§ WHAT THIS TASK INVOLVES: Give back, word for word, every line from the one containing "assert!(objects[0].hazardous);" to the end of the listing, and nothing more.

§ TASK INPUTS:
'''

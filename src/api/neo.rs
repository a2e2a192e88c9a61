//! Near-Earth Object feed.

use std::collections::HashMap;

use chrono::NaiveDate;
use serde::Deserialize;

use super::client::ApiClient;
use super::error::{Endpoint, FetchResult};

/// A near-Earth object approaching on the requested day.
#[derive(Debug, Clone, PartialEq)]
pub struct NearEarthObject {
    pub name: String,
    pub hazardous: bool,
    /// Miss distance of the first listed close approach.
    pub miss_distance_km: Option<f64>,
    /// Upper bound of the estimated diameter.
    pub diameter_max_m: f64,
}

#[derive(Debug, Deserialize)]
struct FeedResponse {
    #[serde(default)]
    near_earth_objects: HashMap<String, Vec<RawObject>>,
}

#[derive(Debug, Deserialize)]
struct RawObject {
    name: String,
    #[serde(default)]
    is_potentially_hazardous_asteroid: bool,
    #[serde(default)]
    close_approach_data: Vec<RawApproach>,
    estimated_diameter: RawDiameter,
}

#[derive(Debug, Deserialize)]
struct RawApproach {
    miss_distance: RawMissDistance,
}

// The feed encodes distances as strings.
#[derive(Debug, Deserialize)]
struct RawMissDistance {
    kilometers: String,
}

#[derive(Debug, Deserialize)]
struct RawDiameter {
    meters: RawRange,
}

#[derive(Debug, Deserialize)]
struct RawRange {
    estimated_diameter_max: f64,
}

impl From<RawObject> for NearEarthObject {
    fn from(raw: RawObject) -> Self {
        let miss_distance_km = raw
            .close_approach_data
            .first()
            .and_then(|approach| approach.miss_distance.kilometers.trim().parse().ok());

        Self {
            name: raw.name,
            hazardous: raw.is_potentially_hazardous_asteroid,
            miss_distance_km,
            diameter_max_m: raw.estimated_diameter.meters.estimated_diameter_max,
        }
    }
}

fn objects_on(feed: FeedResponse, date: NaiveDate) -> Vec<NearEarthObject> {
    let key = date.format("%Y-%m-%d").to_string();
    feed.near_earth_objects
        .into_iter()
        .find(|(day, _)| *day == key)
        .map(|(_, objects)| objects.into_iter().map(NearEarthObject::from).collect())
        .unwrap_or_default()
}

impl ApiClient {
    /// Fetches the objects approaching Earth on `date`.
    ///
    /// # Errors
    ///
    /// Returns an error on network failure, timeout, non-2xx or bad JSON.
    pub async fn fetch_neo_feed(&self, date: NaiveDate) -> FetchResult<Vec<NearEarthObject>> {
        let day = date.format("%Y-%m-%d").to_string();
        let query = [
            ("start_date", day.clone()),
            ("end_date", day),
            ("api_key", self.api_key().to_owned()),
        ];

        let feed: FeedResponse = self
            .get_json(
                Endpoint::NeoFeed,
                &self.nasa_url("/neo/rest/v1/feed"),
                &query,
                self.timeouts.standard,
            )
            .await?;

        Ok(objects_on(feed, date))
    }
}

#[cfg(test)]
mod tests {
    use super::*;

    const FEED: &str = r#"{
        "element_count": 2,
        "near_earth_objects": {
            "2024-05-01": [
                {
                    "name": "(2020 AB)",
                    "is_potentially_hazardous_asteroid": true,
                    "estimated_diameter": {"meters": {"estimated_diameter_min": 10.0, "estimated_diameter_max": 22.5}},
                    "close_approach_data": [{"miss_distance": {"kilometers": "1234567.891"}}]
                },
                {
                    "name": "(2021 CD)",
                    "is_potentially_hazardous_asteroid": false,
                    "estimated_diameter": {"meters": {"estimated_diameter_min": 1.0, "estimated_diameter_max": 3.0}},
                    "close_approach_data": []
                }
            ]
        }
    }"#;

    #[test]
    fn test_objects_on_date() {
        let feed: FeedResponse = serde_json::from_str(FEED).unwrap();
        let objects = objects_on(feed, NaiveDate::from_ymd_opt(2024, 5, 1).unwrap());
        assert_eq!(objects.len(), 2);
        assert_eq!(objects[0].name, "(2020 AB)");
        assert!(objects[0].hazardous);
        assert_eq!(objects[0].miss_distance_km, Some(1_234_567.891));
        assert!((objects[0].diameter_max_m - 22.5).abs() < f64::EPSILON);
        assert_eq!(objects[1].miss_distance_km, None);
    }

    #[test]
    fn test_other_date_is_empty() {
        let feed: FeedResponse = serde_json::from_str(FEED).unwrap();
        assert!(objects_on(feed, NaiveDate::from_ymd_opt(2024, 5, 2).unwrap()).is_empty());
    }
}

'''

§ RESPONSE AREA:
        assert!(objects[0].hazardous);
        assert_eq!(objects[0].miss_distance_km, Some(1_234_567.891));
        assert!((objects[0].diameter_max_m - 22.5).abs() < f64::EPSILON);
        assert_eq!(objects[1].miss_distance_km, None);
    }

    #[test]
    fn test_other_date_is_empty() {
        let feed: FeedResponse = serde_json::from_str(FEED).unwrap();
        assert!(objects_on(feed, NaiveDate::from_ymd_opt(2024, 5, 2).unwrap()).is_empty());
    }
}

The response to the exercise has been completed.